Just the definitions. The reader looking for a “generic flatness stratification”, should consult More on Morphisms, Section 37.54.

Definition 38.21.1. Let $X \to S$ be a morphism of schemes. Let $\mathcal{F}$ be a quasi-coherent $\mathcal{O}_ X$-module. We say that the universal flattening of $\mathcal{F}$ exists if the functor $F_{flat}$ defined in Situation 38.20.13 is representable by a scheme $S'$ over $S$. We say that the universal flattening of $X$ exists if the universal flattening of $\mathcal{O}_ X$ exists.

Note that if the universal flattening $S'$1 of $\mathcal{F}$ exists, then the morphism $S' \to S$ is a surjective monomorphism of schemes such that $\mathcal{F}_{S'}$ is flat over $S'$ and such that a morphism $T \to S$ factors through $S'$ if and only if $\mathcal{F}_ T$ is flat over $T$.

Example 38.21.2. Let $X = S = \mathop{\mathrm{Spec}}(k[x, y])$ where $k$ is a field.
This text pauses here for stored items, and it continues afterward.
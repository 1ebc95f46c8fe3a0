//! Mock status indicator.

use std::sync::{Arc, Mutex, MutexGuard, PoisonError};
use std::time::Duration;

use tracing::trace;

use crate::traits::StatusIndicator;

/// Something the indicator was asked to do.
#[derive(Debug, Clone, Copy, PartialEq, Eq)]
pub enum IndicatorEvent {
    Set(bool),
    Flash { times: u8, period: Duration },
}

#[derive(Debug, Default)]
struct IndicatorLog {
    on: bool,
    events: Vec<IndicatorEvent>,
}

/// Indicator that records every request instead of driving a pin.
///
/// Clones share the same log, so a test can keep one clone and hand the
/// other to the code under test.
#[derive(Debug, Clone, Default)]
pub struct MockIndicator {
    log: Arc<Mutex<IndicatorLog>>,
}

impl MockIndicator {
    pub fn new() -> Self {
        Self::default()
    }

    fn log(&self) -> MutexGuard<'_, IndicatorLog> {
        self.log.lock().unwrap_or_else(PoisonError::into_inner)
    }

    /// Whether the indicator is currently lit.
    ///
    /// A flash sequence leaves the steady state unchanged.
    pub fn is_on(&self) -> bool {
        self.log().on
    }

    pub fn events(&self) -> Vec<IndicatorEvent> {
        self.log().events.clone()
    }

    /// Number of flash sequences requested so far.
    pub fn flash_count(&self) -> usize {
        self.log()
            .events
            .iter()
            .filter(|e| matches!(e, IndicatorEvent::Flash { .. }))
            .count()
    }
}

impl StatusIndicator for MockIndicator {
    async fn set(&mut self, on: bool) {
        trace!(on, "Mock indicator set");
        let mut log = self.log();
        log.on = on;
        log.events.push(IndicatorEvent::Set(on));
    }

    async fn flash(&mut self, times: u8, period: Duration) {
        trace!(times, ?period, "Mock indicator flash");
        self.log()
            .events
            .push(IndicatorEvent::Flash { times, period });
    }
}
Let $\mathcal{F} = \widetilde{M}$ where $M = k[x, x^{-1}, y]/(y)$. For a $k[x, y]$-algebra $A$ set $F_{flat}(A) = F_{flat}(\mathop{\mathrm{Spec}}(A))$. Then $F_{flat}(k[x, y]/(x, y)^ n) = \{ *\} $ for all $n$, while $F_{flat}(k[[x, y]]) = \emptyset $. This means that $F_{flat}$ isn't representable (even by an algebraic space, see Formal Spaces, Lemma 87.33.3). Thus the universal flattening does not exist in this case.

We define (compare with Topology, Remark 5.28.5) a (locally finite, scheme theoretic) stratification of a scheme $S$ to be given by closed subschemes $Z_ i \subset S$ indexed by a partially ordered set $I$ such that $S = \bigcup Z_ i$ (set theoretically), such that every point of $S$ has a neighbourhood meeting only a finite number of $Z_ i$, and such that

\[ Z_ i \cap Z_ j = \bigcup \nolimits _{k \leq i, j} Z_ k. \]
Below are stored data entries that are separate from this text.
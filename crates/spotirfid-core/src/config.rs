//! Device configuration.
//!
//! The reader is configured once at startup from a JSON document using the
//! same keys as the firmware's `config.json`:
//!
//! ```json
//! {
//!   "wifi": { "ssid": "home", "password": "secret" },
//!   "worker": { "url": "https://worker.example/api/scan", "readerId": "reader-1" },
//!   "masterTagId": "MASTER01",
//!   "ledPin": 2,
//!   "rfid": { "rst": 9, "ss": 10, "sck": 8, "mosi": 7, "miso": 6 }
//! }
//! ```
//!
//! An optional `timing` object overrides the settle and poll windows.

use std::path::Path;
use std::time::Duration;

use serde::{Deserialize, Serialize};

use crate::constants::{
    DEFAULT_IDLE_POLL_MS, DEFAULT_RELEASE_SETTLE_MS, DEFAULT_REMOVAL_POLL_MS,
    DEFAULT_REMOVAL_TIMEOUT_MS, DEFAULT_WRITE_SETTLE_MS,
};
use crate::{Error, MasterMarker, Result};

#[derive(Debug, Clone, PartialEq, Eq, Serialize, Deserialize)]
#[serde(rename_all = "camelCase")]
pub struct AppConfig {
    pub wifi: WifiConfig,
    pub worker: WorkerConfig,
    pub master_tag_id: String,
    pub led_pin: u8,
    pub rfid: RfidPins,
    #[serde(default)]
    pub timing: TimingConfig,
}

#[derive(Debug, Clone, PartialEq, Eq, Serialize, Deserialize)]
pub struct WifiConfig {
    pub ssid: String,
    #[serde(default)]
    pub password: String,
}

#[derive(Debug, Clone, PartialEq, Eq, Serialize, Deserialize)]
#[serde(rename_all = "camelCase")]
pub struct WorkerConfig {
    pub url: String,
    pub reader_id: String,
}

/// SPI and reset lines wiring the reader chip to the microcontroller.
#[derive(Debug, Clone, Copy, PartialEq, Eq, Serialize, Deserialize)]
pub struct RfidPins {
    pub rst: u8,
    pub ss: u8,
    pub sck: u8,
    pub mosi: u8,
    pub miso: u8,
}

impl RfidPins {
    fn all(&self) -> [u8; 5] {
        [self.rst, self.ss, self.sck, self.mosi, self.miso]
    }
}

#[derive(Debug, Clone, Copy, PartialEq, Eq, Serialize, Deserialize)]
#[serde(rename_all = "camelCase")]
pub struct TimingConfig {
    #[serde(default = "TimingConfig::default_release_settle_ms")]
    pub release_settle_ms: u64,
    #[serde(default = "TimingConfig::default_write_settle_ms")]
    pub write_settle_ms: u64,
    #[serde(default = "TimingConfig::default_removal_timeout_ms")]
    pub removal_timeout_ms: u64,
    #[serde(default = "TimingConfig::default_removal_poll_ms")]
    pub removal_poll_ms: u64,
    #[serde(default = "TimingConfig::default_idle_poll_ms")]
    pub idle_poll_ms: u64,
}

impl TimingConfig {
    fn default_release_settle_ms() -> u64 {
        DEFAULT_RELEASE_SETTLE_MS
    }
    fn default_write_settle_ms() -> u64 {
        DEFAULT_WRITE_SETTLE_MS
    }
    fn default_removal_timeout_ms() -> u64 {
        DEFAULT_REMOVAL_TIMEOUT_MS
    }
    fn default_removal_poll_ms() -> u64 {
        DEFAULT_REMOVAL_POLL_MS
    }
    fn default_idle_poll_ms() -> u64 {
        DEFAULT_IDLE_POLL_MS
    }
}

impl Default for TimingConfig {
    fn default() -> Self {
        Self {
            release_settle_ms: Self::default_release_settle_ms(),
            write_settle_ms: Self::default_write_settle_ms(),
            removal_timeout_ms: Self::default_removal_timeout_ms(),
            removal_poll_ms: Self::default_removal_poll_ms(),
            idle_poll_ms: Self::default_idle_poll_ms(),
        }
    }
}

/// Timing windows used by a card session, as durations.
#[derive(Debug, Clone, Copy, PartialEq, Eq)]
pub struct SessionTiming {
    pub release_settle: Duration,
    pub write_settle: Duration,
    pub removal_timeout: Duration,
    pub removal_poll: Duration,
    pub idle_poll: Duration,
}

impl Default for SessionTiming {
    fn default() -> Self {
        TimingConfig::default().into()
    }
}

impl From<TimingConfig> for SessionTiming {
    fn from(timing: TimingConfig) -> Self {
        Self {
            release_settle: Duration::from_millis(timing.release_settle_ms),
            write_settle: Duration::from_millis(timing.write_settle_ms),
            removal_timeout: Duration::from_millis(timing.removal_timeout_ms),
            removal_poll: Duration::from_millis(timing.removal_poll_ms),
            idle_poll: Duration::from_millis(timing.idle_poll_ms),
        }
    }
}

impl AppConfig {
    /// Parse and validate a configuration document.
    ///
    /// # Errors
    /// Returns `Error::Json` for malformed documents and `Error::Config` or
    /// `Error::MissingConfig` when validation fails.
    pub fn from_json_str(json: &str) -> Result<Self> {
        let config: AppConfig = serde_json::from_str(json)?;
        config.validate()?;
        Ok(config)
    }

    /// Load and validate the configuration file at `path`.
    ///
    /// # Errors
    /// Returns `Error::Io` if the file cannot be read, otherwise the same
    /// errors as [`AppConfig::from_json_str`].
    pub fn load(path: impl AsRef<Path>) -> Result<Self> {
        let text = std::fs::read_to_string(path)?;
        Self::from_json_str(&text)
    }

    /// Check the invariants the reader relies on.
    ///
    /// # Errors
    /// Returns an error if the master marker is not a storable payload,
    /// the worker settings are blank, the RFID pins collide, or a poll
    /// interval is zero.
    pub fn validate(&self) -> Result<()> {
        self.master_marker()?;

        if self.worker.url.trim().is_empty() {
            return Err(Error::MissingConfig("worker.url".to_string()));
        }
        if self.worker.reader_id.trim().is_empty() {
            return Err(Error::MissingConfig("worker.readerId".to_string()));
        }

        let pins = self.rfid.all();
        for (i, pin) in pins.iter().enumerate() {
            if pins[i + 1..].contains(pin) {
                return Err(Error::Config(format!("RFID pin {pin} is assigned twice")));
            }
        }
        if pins.contains(&self.led_pin) {
            return Err(Error::Config(format!(
                "LED pin {} collides with an RFID pin",
                self.led_pin
            )));
        }

        if self.timing.removal_poll_ms == 0 || self.timing.idle_poll_ms == 0 {
            return Err(Error::Config("poll intervals must be non-zero".to_string()));
        }

        Ok(())
    }

    /// The configured master marker.
    ///
    /// # Errors
    /// Returns an error if `masterTagId` is empty or not storable on a tag.
    pub fn master_marker(&self) -> Result<MasterMarker> {
        MasterMarker::new(self.master_tag_id.clone())
            .map_err(|e| Error::Config(format!("masterTagId: {e}")))
    }

    #[must_use]
    pub fn session_timing(&self) -> SessionTiming {
        self.timing.into()
    }
}

#[cfg(test)]
mod tests {
    use super::*;
    use std::io::Write;

    const SAMPLE: &str = r#"{
        "wifi": { "ssid": "home", "password": "secret" },
        "worker": { "url": "https://worker.example/api/scan", "readerId": "reader-1" },
        "masterTagId": "MASTER01",
        "ledPin": 2,
        "rfid": { "rst": 9, "ss": 10, "sck": 8, "mosi": 7, "miso": 6 }
    }"#;

    #[test]
    fn test_parse_sample_with_default_timing() {
        let config = AppConfig::from_json_str(SAMPLE).unwrap();

        assert_eq!(config.worker.reader_id, "reader-1");
        assert_eq!(config.master_tag_id, "MASTER01");
        assert_eq!(config.rfid.ss, 10);
        assert_eq!(config.timing, TimingConfig::default());

        let timing = config.session_timing();
        assert_eq!(timing.release_settle, Duration::from_millis(50));
        assert_eq!(timing.write_settle, Duration::from_millis(200));
        assert_eq!(timing.removal_timeout, Duration::from_millis(5000));
        assert_eq!(timing.removal_poll, Duration::from_millis(100));
    }

    #[test]
    fn test_partial_timing_override() {
        let json = SAMPLE.replacen(
            "\"ledPin\": 2,",
            "\"ledPin\": 2, \"timing\": { \"removalTimeoutMs\": 2000 },",
            1,
        );
        let config = AppConfig::from_json_str(&json).unwrap();

        assert_eq!(config.timing.removal_timeout_ms, 2000);
        assert_eq!(config.timing.release_settle_ms, DEFAULT_RELEASE_SETTLE_MS);
    }

    #[test]
    fn test_master_marker_from_config() {
        let config = AppConfig::from_json_str(SAMPLE).unwrap();
        let marker = config.master_marker().unwrap();
        assert_eq!(marker.payload().as_str(), "MASTER01");
    }

    #[test]
    fn test_rejects_empty_master_marker() {
        let json = SAMPLE.replace("MASTER01", "");
        assert!(matches!(
            AppConfig::from_json_str(&json),
            Err(Error::Config(_))
        ));
    }

    #[test]
    fn test_rejects_oversized_master_marker() {
        let json = SAMPLE.replace("MASTER01", &"M".repeat(49));
        assert!(AppConfig::from_json_str(&json).is_err());
    }

    #[test]
    fn test_rejects_duplicate_pins() {
        let json = SAMPLE.replace("\"miso\": 6", "\"miso\": 10");
        assert!(matches!(
            AppConfig::from_json_str(&json),
            Err(Error::Config(_))
        ));
    }

    #[test]
    fn test_rejects_led_on_rfid_pin() {
        let json = SAMPLE.replace("\"ledPin\": 2", "\"ledPin\": 9");
        assert!(AppConfig::from_json_str(&json).is_err());
    }

    #[test]
    fn test_rejects_blank_reader_id() {
        let json = SAMPLE.replace("reader-1", " ");
        assert!(matches!(
            AppConfig::from_json_str(&json),
            Err(Error::MissingConfig(_))
        ));
    }

    #[test]
    fn test_missing_section_is_json_error() {
        let json = r#"{ "masterTagId": "MASTER01" }"#;
        assert!(matches!(AppConfig::from_json_str(json), Err(Error::Json(_))));
    }

    #[test]
    fn test_load_from_file() {
        let mut file = tempfile::NamedTempFile::new().unwrap();
        file.write_all(SAMPLE.as_bytes()).unwrap();

        let config = AppConfig::load(file.path()).unwrap();
        assert_eq!(config.led_pin, 2);
    }

    #[test]
    fn test_load_missing_file() {
        let result = AppConfig::load("/nonexistent/spotirfid/config.json");
        assert!(matches!(result, Err(Error::Io(_))));
    }
}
Setting $S_ i = Z_ i \setminus \bigcup _{j < i} Z_ j$ the actual stratification is the decomposition $S = \coprod S_ i$ into locally closed subschemes. We often only indicate the strata $S_ i$ and leave the construction of the closed subschemes $Z_ i$ to the reader. Given a stratification we obtain a monomorphism

\[ S' = \coprod \nolimits _{i \in I} S_ i \longrightarrow S. \]

We will call this the monomorphism associated to the stratification. With this terminology we can define what it means to have a flattening stratification.
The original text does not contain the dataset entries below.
#[cfg(test)]
mod tests {
    use super::*;
    use rstest::rstest;
    use spotirfid_core::SessionTiming;
    use spotirfid_hardware::TransportError;
    use spotirfid_hardware::mock::{Fault, MockPicc, MockPiccHandle, SimulatedTag, TransportOp};

    const UID: [u8; 4] = [0x04, 0xA1, 0xB2, 0xC3];

    async fn selected(tag: SimulatedTag) -> (CardSession<MockPicc>, MockPiccHandle, CardFamily) {
        let (chip, handle) = MockPicc::new();
        let mut session = CardSession::new(chip, SessionTiming::default());
        session.init().await.unwrap();
        handle.present(tag);
        let card = session.detect_and_select().await.unwrap();
        handle.clear_operations();
        (session, handle, card.family)
    }

    fn payload(text: &str) -> TagPayload {
        TagPayload::new(text).unwrap()
    }

    #[rstest]
    #[case(b"spotify:album:123\0junk".as_slice(), "spotify:album:123")]
    #[case(b"ab\x01\x7Fcd\0".as_slice(), "abcd")]
    #[case(b"\0spotify".as_slice(), "")]
    fn test_decode(#[case] bytes: &[u8], #[case] expected: &str) {
        assert_eq!(decode(bytes).as_str(), expected);
    }

    #[test]
    fn test_decode_stops_at_capacity() {
        let decoded = decode(&[b'x'; 60]);
        assert_eq!(decoded.len(), PAYLOAD_CAPACITY);
    }

    #[test]
    fn test_encode_pads_with_zeros() {
        let image = encode(&payload("abc"));
        assert_eq!(&image[..3], b"abc");
        assert!(image[3..].iter().all(|b| *b == 0));
    }

    #[tokio::test(start_paused = true)]
    async fn test_lightweight_read() {
        let tag = SimulatedTag::ultralight(UID.to_vec()).with_user_data(b"spotify:track:42");
        let (mut session, handle, family) = selected(tag).await;

        let value = StorageCodec::default().read(&mut session, family).await;

        assert_eq!(value.as_str(), "spotify:track:42");
        assert_eq!(
            handle.operations(),
            vec![
                TransportOp::Read { address: 4 },
                TransportOp::Read { address: 8 },
                TransportOp::Read { address: 12 },
            ]
        );
    }

    #[tokio::test(start_paused = true)]
    async fn test_lightweight_write_is_twelve_pages() {
        let (mut session, handle, family) = selected(SimulatedTag::ultralight(UID.to_vec())).await;

        StorageCodec::default()
            .write(&mut session, family, &payload("spotify:album:999"))
            .await
            .unwrap();

        let pages: Vec<TransportOp> = (4..16).map(|page| TransportOp::WritePage { page }).collect();
        assert_eq!(handle.operations(), pages);

        let tag = handle.tag().unwrap();
        assert_eq!(&tag.user_data()[..17], b"spotify:album:999");
        assert!(tag.user_data()[17..48].iter().all(|b| *b == 0));
    }

    #[tokio::test(start_paused = true)]
    async fn test_authenticated_write_authenticates_each_block() {
        let (mut session, handle, family) = selected(SimulatedTag::classic_1k(UID.to_vec())).await;

        StorageCodec::default()
            .write(&mut session, family, &payload("spotify:album:999"))
            .await
            .unwrap();

        assert_eq!(
            handle.operations(),
            vec![
                TransportOp::Authenticate { block: 4 },
                TransportOp::WriteBlock { address: 4 },
                TransportOp::Authenticate { block: 5 },
                TransportOp::WriteBlock { address: 5 },
                TransportOp::Authenticate { block: 6 },
                TransportOp::WriteBlock { address: 6 },
            ]
        );
    }

    #[tokio::test(start_paused = true)]
    async fn test_wrong_key() {
        let tag = SimulatedTag::classic_1k(UID.to_vec())
            .with_key(AuthKey::new([0x11; 6]))
            .with_user_data(b"secret");
        let (mut session, handle, family) = selected(tag).await;
        let codec = StorageCodec::default();

        let raw = codec.read_raw(&mut session, family).await;
        assert!(raw.bytes.is_empty());
        assert!(matches!(
            raw.failure,
            Some(StorageFailure::AuthenticationFailed { at_unit: 0, block: 4, .. })
        ));
        assert!(raw.payload().is_empty());

        let result = codec.write(&mut session, family, &payload("new")).await;
        assert!(matches!(
            result,
            Err(StorageFailure::AuthenticationFailed { at_unit: 0, .. })
        ));
        assert_eq!(handle.write_count(), 0);
    }

    #[tokio::test(start_paused = true)]
    async fn test_partial_write_keeps_earlier_units() {
        let (mut session, handle, family) = selected(SimulatedTag::ultralight(UID.to_vec())).await;
        handle.inject_fault(Fault::write(7));

        let result = StorageCodec::default()
            .write(&mut session, family, &payload("0123456789abcdefghij"))
            .await;

        let failure = result.unwrap_err();
        assert_eq!(failure.at_unit(), Some(3));
        assert!(matches!(
            failure,
            StorageFailure::TransferFailed { address: 7, cause: TransportError::Nack { .. }, .. }
        ));

        let tag = handle.tag().unwrap();
        assert_eq!(&tag.user_data()[..12], b"0123456789ab");
        assert!(tag.user_data()[12..16].iter().all(|b| *b == 0));
        assert_eq!(handle.write_count(), 4);
    }

    #[tokio::test(start_paused = true)]
    async fn test_partial_read_returns_prefix() {
        let text = "0123456789abcdef0123456789ABCDEFtail";
        let tag = SimulatedTag::ultralight(UID.to_vec()).with_user_data(text.as_bytes());
        let (mut session, handle, family) = selected(tag).await;
        handle.inject_fault(Fault::read(12));

        let raw = StorageCodec::default().read_raw(&mut session, family).await;
        assert_eq!(raw.units_read, 2);
        assert_eq!(raw.payload().as_str(), &text[..32]);
        assert!(!raw.is_complete());
    }

    #[tokio::test(start_paused = true)]
    async fn test_auth_failure_mid_read_returns_prefix() {
        let text = "0123456789abcdefGHIJKLMNOPQRSTUVtail";
        let tag = SimulatedTag::classic_1k(UID.to_vec()).with_user_data(text.as_bytes());
        let (mut session, handle, family) = selected(tag).await;
        handle.inject_fault(Fault::authenticate(5));

        let raw = StorageCodec::default().read_raw(&mut session, family).await;

        assert_eq!(raw.units_read, 1);
        assert_eq!(raw.payload().as_str(), "0123456789abcdef");
        assert!(matches!(
            raw.failure,
            Some(StorageFailure::AuthenticationFailed { at_unit: 1, block: 5, .. })
        ));
        assert_eq!(
            handle.operations(),
            vec![
                TransportOp::Authenticate { block: 4 },
                TransportOp::Read { address: 4 },
                TransportOp::Authenticate { block: 5 },
            ]
        );
    }

    #[tokio::test(start_paused = true)]
    async fn test_auth_failure_mid_write_keeps_earlier_blocks() {
        let text = "0123456789abcdefGHIJKLMNOPQRSTUVtail";
        let tag = SimulatedTag::classic_1k(UID.to_vec()).with_user_data(text.as_bytes());
        let (mut session, handle, family) = selected(tag).await;
        handle.inject_fault(Fault::authenticate(5));

        let result = StorageCodec::default()
            .write(&mut session, family, &payload("spotify:album:999"))
            .await;

        let failure = result.unwrap_err();
        assert_eq!(failure.at_unit(), Some(1));
        assert!(failure.is_authentication());
        assert_eq!(handle.write_count(), 1);

        let tag = handle.tag().unwrap();
        assert_eq!(&tag.user_data()[..16], b"spotify:album:99");
        assert_eq!(&tag.user_data()[16..36], b"GHIJKLMNOPQRSTUVtail");
    }

    #[tokio::test(start_paused = true)]
    async fn test_sector_key_outside_payload_is_ignored() {
        let tag = SimulatedTag::classic_1k(UID.to_vec())
            .with_sector_key(2, AuthKey::new([0x11; 6]))
            .with_user_data(b"spotify:track:42");
        let (mut session, _handle, family) = selected(tag).await;

        let value = StorageCodec::default().read(&mut session, family).await;
        assert_eq!(value.as_str(), "spotify:track:42");
    }

    #[tokio::test(start_paused = true)]
    async fn test_unsupported_family() {
        let tag = SimulatedTag::ultralight(UID.to_vec()).with_sak(0x20);
        let (mut session, handle, family) = selected(tag).await;
        assert_eq!(family, CardFamily::Unsupported);
        let codec = StorageCodec::default();

        assert!(codec.read(&mut session, family).await.is_empty());
        assert_eq!(
            codec.write(&mut session, family, &payload("x")).await,
            Err(StorageFailure::UnsupportedFamily)
        );
        assert!(handle.operations().is_empty());
    }

    #[tokio::test(start_paused = true)]
    async fn test_no_active_card() {
        let (chip, _handle) = MockPicc::new();
        let mut session = CardSession::new(chip, SessionTiming::default());

        let result = StorageCodec::default()
            .write(&mut session, CardFamily::Lightweight, &payload("x"))
            .await;
        assert_eq!(result, Err(StorageFailure::NoActiveCard));
    }

    #[tokio::test(start_paused = true)]
    async fn test_wipe_zero_fills() {
        let tag = SimulatedTag::classic_1k(UID.to_vec()).with_user_data(&[b'z'; 48]);
        let (mut session, handle, family) = selected(tag).await;

        StorageCodec::default().wipe(&mut session, family).await.unwrap();

        assert!(handle.tag().unwrap().user_data()[..48].iter().all(|b| *b == 0));
        // Sector trailer untouched.
        assert_eq!(&handle.tag().unwrap().user_data()[48..54], &[0xFF; 6]);
    }
}
/// Operation recorded by the mock chip, in call order.
#[derive(Debug, Clone, Copy, PartialEq, Eq)]
pub enum TransportOp {
    Init,
    Reset,
    Request(RequestMode),
    Select,
    Authenticate { block: u8 },
    Read { address: u8 },
    WriteBlock { address: u8 },
    WritePage { page: u8 },
    Halt,
    StopCrypto,
}

impl TransportOp {
    /// Whether this operation modifies tag memory.
    pub fn is_write(&self) -> bool {
        matches!(self, Self::WriteBlock { .. } | Self::WritePage { .. })
    }
}

/// Operation kinds that can be made to fail.
#[derive(Debug, Clone, Copy, PartialEq, Eq)]
pub enum FaultOp {
    Authenticate,
    Read,
    Write,
}

/// A persistent failure injected for one operation at one address.
#[derive(Debug, Clone, PartialEq, Eq)]
pub struct Fault {
    pub op: FaultOp,
    pub address: u8,
    pub error: TransportError,
}

impl Fault {
    /// Authentication of `block` times out.
    pub fn authenticate(block: u8) -> Self {
        Self {
            op: FaultOp::Authenticate,
            address: block,
            error: TransportError::Timeout,
        }
    }

    /// Reads at `address` time out.
    pub fn read(address: u8) -> Self {
        Self {
            op: FaultOp::Read,
            address,
            error: TransportError::Timeout,
        }
    }

    /// Writes at `address` (block or page) are NAKed.
    pub fn write(address: u8) -> Self {
        Self {
            op: FaultOp::Write,
            address,
            error: TransportError::nack(NAK_INVALID_OPERATION),
        }
    }

    /// Replace the error returned by this fault.
    pub fn with_error(mut self, error: TransportError) -> Self {
        self.error = error;
        self
    }
}

#[derive(Debug, Clone, Copy, Default, PartialEq, Eq)]
enum TagState {
    #[default]
    Idle,
    Ready,
    Active,
    Halted,
}

#[derive(Debug, Default)]
struct Field {
    tag: Option<SimulatedTag>,
    state: TagState,
    /// The tag left HALT through a wake-up and returns there on a protocol error.
    woken: bool,
    authenticated_block: Option<u8>,
    initialized: bool,
    faults: Vec<Fault>,
    operations: Vec<TransportOp>,
}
Definition 38.21.3. Let $X \to S$ be a morphism of schemes. Let $\mathcal{F}$ be a quasi-coherent $\mathcal{O}_ X$-module. We say that $\mathcal{F}$ has a flattening stratification if the functor $F_{flat}$ defined in Situation 38.20.13 is representable by a monomorphism $S' \to S$ associated to a stratification of $S$ by locally closed subschemes. We say that $X$ has a flattening stratification if $\mathcal{O}_ X$ has a flattening stratification.

When a flattening stratification exists, it is often important to understand the index set labeling the strata and its partial ordering. This often has to do with ranks of modules. For example if $X = S$ and $\mathcal{F}$ is a finitely presented $\mathcal{O}_ S$-module, then the flattening stratification exists and is given by the Fitting ideals of $\mathcal{F}$, see Divisors, Lemma 31.9.7.

[1] The scheme $S'$ is sometimes called the universal flatificator. In [GruRay] it is called the platificateur universel. Existence of the universal flattening should not be confused with the type of results discussed in More on Algebra, Section 15.26.

Comments (4)

Comment #4154 by Laurent Moret-Bailly on

In the comment following Definition 05P7 / 37.12.12, why not refer precisely to Lemma 05P9 / 30.9.7 rather than its home section, and even summarize the result (flattening stratifications do exist in the finitely presented case, and are given by Fitting ideals)?

Comment #7447 by Torsten Wedhorn on

One could mention, that if is a universal flattening, then is a surjective monomorphism.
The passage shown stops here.